**Task instructions**:
Please restate word for word the line holding "must be non-zero." and every following line through the end of the entries.

**Collected data**:

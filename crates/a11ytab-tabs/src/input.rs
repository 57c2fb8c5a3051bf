//! Keyboard resolution
//!
//! Left/Up move to the previous trigger and Right/Down to the next one, with
//! wraparound. Keys pressed with Meta or Alt held are left to the browser.

use a11ytab_dom::{Key, UiEvent};

#[derive(Debug, Clone, Copy, PartialEq, Eq)]
pub enum Direction {
    Previous,
    Next,
}

/// Map a keydown event to a navigation direction, if it is one we handle.
pub fn resolve_key(event: &UiEvent) -> Option<Direction> {
    let modifiers = event.modifiers();
    if modifiers.meta || modifiers.alt {
        return None;
    }

    match event.key()? {
        Key::ArrowLeft | Key::ArrowUp => Some(Direction::Previous),
        Key::ArrowRight | Key::ArrowDown => Some(Direction::Next),
        Key::Other(_) => None,
    }
}

/// Adjacent index with wraparound. `len` must be non-zero.
pub(crate) fn step(current: usize, len: usize, direction: Direction) -> usize {
    match direction {
        Direction::Previous => (current + len - 1) % len,
        Direction::Next => (current + 1) % len,
    }
}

**Task answer**:
/// Adjacent index with wraparound. `len` must be non-zero.
pub(crate) fn step(current: usize, len: usize, direction: Direction) -> usize {
    match direction {
        Direction::Previous => (current + len - 1) % len,
        Direction::Next => (current + 1) % len,
    }
}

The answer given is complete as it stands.